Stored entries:

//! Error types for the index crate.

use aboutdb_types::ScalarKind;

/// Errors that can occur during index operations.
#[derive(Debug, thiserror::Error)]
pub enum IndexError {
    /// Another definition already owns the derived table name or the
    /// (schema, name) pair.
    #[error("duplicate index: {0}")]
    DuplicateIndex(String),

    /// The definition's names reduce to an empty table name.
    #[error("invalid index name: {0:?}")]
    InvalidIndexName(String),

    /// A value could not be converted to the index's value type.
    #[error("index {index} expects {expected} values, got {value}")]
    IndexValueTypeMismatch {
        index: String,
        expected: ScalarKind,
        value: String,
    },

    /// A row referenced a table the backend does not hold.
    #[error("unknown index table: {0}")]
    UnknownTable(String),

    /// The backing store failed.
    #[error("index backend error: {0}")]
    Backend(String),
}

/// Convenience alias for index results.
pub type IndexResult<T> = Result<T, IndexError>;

Exercise prompt :: Which lines run from the one containing "does not hold." to the end of the data? Output them exactly, with nothing added.

Solution to this problem ::
    /// A row referenced a table the backend does not hold.
    #[error("unknown index table: {0}")]
    UnknownTable(String),

    /// The backing store failed.
    #[error("index backend error: {0}")]
    Backend(String),
}

/// Convenience alias for index results.
pub type IndexResult<T> = Result<T, IndexError>;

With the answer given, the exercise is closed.